= Task prompt =
The answer must consist of every line below containing "WorkflowController".
Segment Start: The records
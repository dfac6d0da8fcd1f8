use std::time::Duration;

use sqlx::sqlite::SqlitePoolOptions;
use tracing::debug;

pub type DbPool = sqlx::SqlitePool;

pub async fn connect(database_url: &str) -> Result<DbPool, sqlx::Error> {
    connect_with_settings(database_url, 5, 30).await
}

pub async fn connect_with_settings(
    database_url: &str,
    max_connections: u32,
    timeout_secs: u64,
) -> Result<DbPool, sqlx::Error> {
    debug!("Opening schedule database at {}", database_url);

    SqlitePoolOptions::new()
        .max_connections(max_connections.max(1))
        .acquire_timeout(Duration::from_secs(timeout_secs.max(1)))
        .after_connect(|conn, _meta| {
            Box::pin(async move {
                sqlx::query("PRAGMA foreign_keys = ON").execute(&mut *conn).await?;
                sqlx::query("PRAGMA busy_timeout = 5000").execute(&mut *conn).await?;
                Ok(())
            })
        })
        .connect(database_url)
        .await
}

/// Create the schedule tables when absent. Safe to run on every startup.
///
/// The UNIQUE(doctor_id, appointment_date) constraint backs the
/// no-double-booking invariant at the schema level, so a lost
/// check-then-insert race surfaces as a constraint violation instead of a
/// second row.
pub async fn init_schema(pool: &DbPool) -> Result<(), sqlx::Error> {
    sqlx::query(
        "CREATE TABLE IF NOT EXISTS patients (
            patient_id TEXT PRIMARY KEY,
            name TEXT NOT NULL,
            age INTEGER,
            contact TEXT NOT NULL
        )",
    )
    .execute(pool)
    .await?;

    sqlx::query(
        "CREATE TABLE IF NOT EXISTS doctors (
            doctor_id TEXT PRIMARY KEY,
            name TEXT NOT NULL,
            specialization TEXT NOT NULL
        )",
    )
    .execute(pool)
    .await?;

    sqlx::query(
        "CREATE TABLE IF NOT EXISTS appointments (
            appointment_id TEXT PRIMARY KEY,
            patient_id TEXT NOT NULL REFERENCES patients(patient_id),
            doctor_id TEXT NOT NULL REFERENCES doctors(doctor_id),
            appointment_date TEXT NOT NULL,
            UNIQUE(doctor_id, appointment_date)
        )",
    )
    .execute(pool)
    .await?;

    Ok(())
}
Segment End: The records
Segment Start: The records
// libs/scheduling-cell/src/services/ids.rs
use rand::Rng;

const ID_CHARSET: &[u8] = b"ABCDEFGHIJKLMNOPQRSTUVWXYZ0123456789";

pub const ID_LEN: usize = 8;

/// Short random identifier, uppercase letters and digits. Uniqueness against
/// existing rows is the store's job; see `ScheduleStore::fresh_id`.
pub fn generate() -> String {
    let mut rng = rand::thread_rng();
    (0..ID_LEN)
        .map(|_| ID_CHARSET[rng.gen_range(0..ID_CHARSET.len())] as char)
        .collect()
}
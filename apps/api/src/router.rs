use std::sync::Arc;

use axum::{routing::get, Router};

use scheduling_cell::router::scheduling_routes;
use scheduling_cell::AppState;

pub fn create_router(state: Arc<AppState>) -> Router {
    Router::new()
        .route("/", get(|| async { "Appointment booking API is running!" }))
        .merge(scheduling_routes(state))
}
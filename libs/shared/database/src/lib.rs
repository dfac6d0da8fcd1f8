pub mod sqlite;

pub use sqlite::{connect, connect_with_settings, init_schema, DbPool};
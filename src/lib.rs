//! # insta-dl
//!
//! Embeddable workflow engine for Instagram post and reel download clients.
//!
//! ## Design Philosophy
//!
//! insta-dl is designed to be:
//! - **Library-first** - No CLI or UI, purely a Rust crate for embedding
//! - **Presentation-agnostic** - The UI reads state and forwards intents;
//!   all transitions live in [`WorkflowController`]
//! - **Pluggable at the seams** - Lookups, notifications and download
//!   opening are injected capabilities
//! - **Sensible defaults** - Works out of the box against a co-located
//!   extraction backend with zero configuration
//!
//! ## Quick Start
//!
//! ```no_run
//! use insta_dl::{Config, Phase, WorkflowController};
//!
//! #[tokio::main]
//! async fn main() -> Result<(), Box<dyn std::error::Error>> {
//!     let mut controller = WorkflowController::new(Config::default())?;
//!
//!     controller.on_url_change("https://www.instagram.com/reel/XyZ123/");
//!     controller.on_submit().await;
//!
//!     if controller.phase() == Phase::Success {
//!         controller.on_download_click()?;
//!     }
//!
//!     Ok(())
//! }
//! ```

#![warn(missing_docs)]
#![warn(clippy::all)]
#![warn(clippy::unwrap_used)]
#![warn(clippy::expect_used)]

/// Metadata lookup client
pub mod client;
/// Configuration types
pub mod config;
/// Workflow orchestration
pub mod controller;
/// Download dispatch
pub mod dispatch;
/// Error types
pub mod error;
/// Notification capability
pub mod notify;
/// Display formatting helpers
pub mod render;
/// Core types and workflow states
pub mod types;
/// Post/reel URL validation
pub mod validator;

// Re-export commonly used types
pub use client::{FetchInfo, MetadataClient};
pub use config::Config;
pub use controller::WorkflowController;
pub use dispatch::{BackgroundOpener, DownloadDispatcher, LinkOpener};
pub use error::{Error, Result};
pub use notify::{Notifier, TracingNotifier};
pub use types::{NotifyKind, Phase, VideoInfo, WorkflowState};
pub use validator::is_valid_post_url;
Segment End: The records
= Task result =
//!   all transitions live in [`WorkflowController`]
//! use insta_dl::{Config, Phase, WorkflowController};
//!     let mut controller = WorkflowController::new(Config::default())?;
pub use controller::WorkflowController;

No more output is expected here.